Methods: The contents of phenols, flavonoids and anthocyanins of the ethanol, ethanol-water
(50/50,v/v) and water extracts of black mullbery were determined using spectrophotometric methods.
Antioxidant assay was based on the measurement of 2,2-diphenyl-1-picrylhydrazyl (DPPH) absorbance
at 517 nm caused by the reaction of DPPH with the test sample, and also on the measurement of 2,2'-
azino-bis(3-ethylbenzothiazoline-6-sulphonic acid (ABTS) absorbance at 734 nm caused by the reaction
of ABTS with the test sample.
Results: Spectrophotometric analysis indicates that the content of total phenol compounds in the
extracts varied from 90.26 to 118.84 mg GAE/100 g of fresh mulberry fruit.
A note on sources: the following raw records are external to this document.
use std::str::FromStr;

use bigdecimal::{BigDecimal, RoundingMode};
use num_traits::{ToPrimitive, Zero};
use serde::{Deserialize, Serialize};
use uuid::Uuid;

use super::errors::ProductError;

/// Opaque identifier of a product record.
///
/// New ids are UUID v4 strings, but any non-empty token read back from storage
/// is accepted so lists written by older clients keep loading.
#[derive(Debug, Clone, PartialEq, Eq, Hash, Serialize, Deserialize)]
#[serde(transparent)]
pub struct ProductId(String);

impl ProductId {
    /// Creates a ProductId from any type that can be converted into a String.
    pub fn new(id: impl Into<String>) -> Self {
        Self(id.into())
    }

    /// Generates a fresh, unique id.
    pub fn generate() -> Self {
        Self(Uuid::new_v4().to_string())
    }

    pub fn as_str(&self) -> &str {
        &self.0
    }
}

impl std::fmt::Display for ProductId {
    fn fmt(&self, f: &mut std::fmt::Formatter<'_>) -> std::fmt::Result {
        write!(f, "{}", self.0)
    }
}

impl From<String> for ProductId {
    fn from(s: String) -> Self {
        Self(s)
    }
}

impl From<&str> for ProductId {
    fn from(s: &str) -> Self {
        Self(s.to_string())
    }
}

/// The four user-editable fields of a product.
#[derive(Debug, Clone, Copy, PartialEq, Eq, Hash)]
pub enum FormField {
    Name,
    Brand,
    Quantity,
    Price,
}

impl std::fmt::Display for FormField {
    fn fmt(&self, f: &mut std::fmt::Formatter<'_>) -> std::fmt::Result {
        match self {
            FormField::Name => write!(f, "name"),
            FormField::Brand => write!(f, "brand"),
            FormField::Quantity => write!(f, "quantity"),
            FormField::Price => write!(f, "price"),
        }
    }
}

/// Longest numeric input accepted, sign and decimal point included.
const MAX_NUMBER_LEN: usize = 64;

/// Plain positional notation only: optional sign, digits, optional fraction.
/// Exponents are refused so rounding can never expand a short input into an
/// enormous digit string. Returns the input in canonical `[-]units.fraction` form.
fn plain_decimal(s: &str) -> Option<String> {
    if s.len() > MAX_NUMBER_LEN {
        return None;
    }
    let (sign, unsigned) = match s.strip_prefix('-') {
        Some(rest) => ("-", rest),
        None => ("", s.strip_prefix('+').unwrap_or(s)),
    };
    let (units, fraction) = unsigned.split_once('.').unwrap_or((unsigned, ""));
    let all_digits = |part: &str| part.bytes().all(|b| b.is_ascii_digit());
    if (units.is_empty() && fraction.is_empty()) || !all_digits(units) || !all_digits(fraction) {
        return None;
    }

    let units = if units.is_empty() { "0" } else { units };
    let fraction = if fraction.is_empty() { "0" } else { fraction };
    Some(format!("{sign}{units}.{fraction}"))
}

/// Parses trimmed user input as a non-negative decimal.
fn parse_non_negative(input: &str, field: FormField) -> Result<BigDecimal, ProductError> {
    let trimmed = input.trim();
    if trimmed.is_empty() {
        return Err(ProductError::FieldEmpty(field));
    }
    let canonical = plain_decimal(trimmed).ok_or(ProductError::InvalidNumber(field))?;

    let value = BigDecimal::from_str(&canonical).map_err(|_| ProductError::InvalidNumber(field))?;
    if value < BigDecimal::zero() {
        return Err(ProductError::NegativeNumber(field));
    }

    Ok(value)
}

/// Number of units in stock.
#[derive(Debug, Clone, Copy, PartialEq, Eq, PartialOrd, Ord, Hash, Default)]
pub struct Quantity(u64);

impl Quantity {
    pub fn new(value: u64) -> Self {
        Self(value)
    }

    pub fn value(&self) -> u64 {
        self.0
    }
}

impl FromStr for Quantity {
    type Err = ProductError;

    /// Fractional input is truncated toward zero ("2.7" is 2).
    fn from_str(s: &str) -> Result<Self, Self::Err> {
        let value = parse_non_negative(s, FormField::Quantity)?;
        value
            .with_scale_round(0, RoundingMode::Down)
            .to_u64()
            .map(Self)
            .ok_or(ProductError::InvalidNumber(FormField::Quantity))
    }
}

impl From<u64> for Quantity {
    fn from(value: u64) -> Self {
        Self(value)
    }
}

impl std::fmt::Display for Quantity {
    fn fmt(&self, f: &mut std::fmt::Formatter<'_>) -> std::fmt::Result {
        write!(f, "{}", self.0)
    }
}

const PRICE_SCALE: i64 = 2;

/// Non-negative unit price, always held with exactly two fraction digits.
#[derive(Debug, Clone, PartialEq, Eq)]
pub struct Price(BigDecimal);

impl Price {
    /// Rounds half-up to cents. Negative amounts are rejected.
    pub fn new(amount: BigDecimal) -> Result<Self, ProductError> {
        if amount < BigDecimal::zero() {
            return Err(ProductError::NegativeNumber(FormField::Price));
        }
        Ok(Self(amount.with_scale_round(PRICE_SCALE, RoundingMode::HalfUp)))
    }

    pub fn amount(&self) -> &BigDecimal {
        &self.0
    }

    /// Plain two-digit rendering, e.g. "2.50". Never switches to exponent notation.
    pub fn formatted(&self) -> String {
        let (digits, scale) = self.0.as_bigint_and_exponent();
        let digits = digits.to_string();
        let scale = scale.max(0) as usize;
        let padded = format!("{:0>width$}", digits, width = scale + 1);
        let (units, cents) = padded.split_at(padded.len() - scale);
        format!("{}.{}", units, cents)
    }
}

impl FromStr for Price {
    type Err = ProductError;

    fn from_str(s: &str) -> Result<Self, Self::Err> {
        Self::new(parse_non_negative(s, FormField::Price)?)
    }
}

impl std::fmt::Display for Price {
    fn fmt(&self, f: &mut std::fmt::Formatter<'_>) -> std::fmt::Result {
        write!(f, "{}", self.formatted())
    }
}
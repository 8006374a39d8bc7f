use std::env;
use std::sync::Arc;

use persistence::product::repository::ProductRepositoryKeyValue;
use persistence::storage::{FileKeyValueStore, StorageConfig};

const DEFAULT_STORAGE_PATH: &str = "inventory.json";

/// Reads the storage slot location from the environment
///
/// Environment variables:
/// - INVENTORY_STORAGE_PATH: JSON file holding the slots (default: "inventory.json")
/// - INVENTORY_STORAGE_KEY: key of the product list (default: "inventory-products")
pub fn from_env() -> StorageConfig {
    from_lookup(|name| env::var(name).ok())
}

pub fn from_lookup(lookup: impl Fn(&str) -> Option<String>) -> StorageConfig {
    let path = lookup("INVENTORY_STORAGE_PATH")
        .filter(|p| !p.trim().is_empty())
        .unwrap_or_else(|| DEFAULT_STORAGE_PATH.to_string());
    let config = StorageConfig::new(path);

    match lookup("INVENTORY_STORAGE_KEY").filter(|k| !k.trim().is_empty()) {
        Some(key) => config.with_key(key),
        None => config,
    }
}

/// Builds the file-backed product repository for the configured slot
pub fn init_repository(config: &StorageConfig) -> Arc<ProductRepositoryKeyValue> {
    tracing::info!(
        path = %config.path.display(),
        key = %config.key,
        "using file storage"
    );
    let store = Arc::new(FileKeyValueStore::new(&config.path));
    Arc::new(ProductRepositoryKeyValue::new(store, config.key.clone()))
}
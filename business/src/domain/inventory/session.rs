use crate::domain::product::value_objects::ProductId;

#[derive(Debug, Clone, Copy, PartialEq, Eq, Default)]
pub enum FormMode {
    #[default]
    Add,
    Edit,
}

impl std::fmt::Display for FormMode {
    fn fmt(&self, f: &mut std::fmt::Formatter<'_>) -> std::fmt::Result {
        match self {
            FormMode::Add => write!(f, "add"),
            FormMode::Edit => write!(f, "edit"),
        }
    }
}

/// Which form buttons are shown.
#[derive(Debug, Clone, Copy, PartialEq, Eq)]
pub struct Affordances {
    pub add: bool,
    pub update: bool,
    pub cancel: bool,
}

impl From<FormMode> for Affordances {
    fn from(mode: FormMode) -> Self {
        match mode {
            FormMode::Add => Self {
                add: true,
                update: false,
                cancel: false,
            },
            FormMode::Edit => Self {
                add: false,
                update: true,
                cancel: true,
            },
        }
    }
}

/// The record currently loaded into the form, if any.
#[derive(Debug, Clone, Default, PartialEq, Eq)]
pub struct EditSession {
    editing: Option<ProductId>,
}

impl EditSession {
    /// Starts editing `id` and returns the session it replaced, if any.
    pub fn begin(&mut self, id: ProductId) -> Option<ProductId> {
        self.editing.replace(id)
    }

    pub fn end(&mut self) -> Option<ProductId> {
        self.editing.take()
    }

    pub fn current(&self) -> Option<&ProductId> {
        self.editing.as_ref()
    }

    pub fn mode(&self) -> FormMode {
        if self.editing.is_some() {
            FormMode::Edit
        } else {
            FormMode::Add
        }
    }
}

#[cfg(test)]
mod tests {
    use super::*;

    #[test]
    fn should_start_in_add_mode() {
        let session = EditSession::default();
        assert_eq!(session.mode(), FormMode::Add);
        assert_eq!(Affordances::from(session.mode()), Affordances {
            add: true,
            update: false,
            cancel: false,
        });
    }

    #[test]
    fn should_redirect_to_new_record_and_report_abandoned_one() {
        let mut session = EditSession::default();
        assert_eq!(session.begin(ProductId::new("a")), None);

        let abandoned = session.begin(ProductId::new("b"));

        assert_eq!(abandoned, Some(ProductId::new("a")));
        assert_eq!(session.current(), Some(&ProductId::new("b")));
        assert_eq!(session.mode(), FormMode::Edit);
    }

    #[test]
    fn should_show_update_and_cancel_while_editing() {
        let affordances = Affordances::from(FormMode::Edit);
        assert!(!affordances.add);
        assert!(affordances.update);
        assert!(affordances.cancel);
    }

    #[test]
    fn should_return_to_add_mode_when_ended() {
        let mut session = EditSession::default();
        session.begin(ProductId::new("a"));

        assert_eq!(session.end(), Some(ProductId::new("a")));
        assert_eq!(session.mode(), FormMode::Add);
    }
}
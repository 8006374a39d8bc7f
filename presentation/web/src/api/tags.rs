use poem_openapi::Tags;

#[derive(Debug, Tags)]
pub enum ApiTags {
    Health,
    Inventory,
    Page,
}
The content of anthocyanins
ranged from 114.83 to 128.68 mg of cyanidin-3-O-glucoside/100 g of fresh fruit (ff). The fruit extract (0.1
ml) showed high antioxidant activity with DPPH radical transformation value of 71.41 % in ethanol-water
(50/50, v/v)) extract and good antioxidant activity (relative to trolox equivalent as standard) with ABTS of
55.43 % in the water extract.
Conclusion: The high phenolic content and high antioxidant activity of black mulberry from Southeast
Serbia underline the nutritive and phytomedicinal potentials of the fruit. Further studies are, however,
required before the fruit extract can be exploited in the production of health foods and as an antioxidant
carrier in the food and pharmaceutical industries.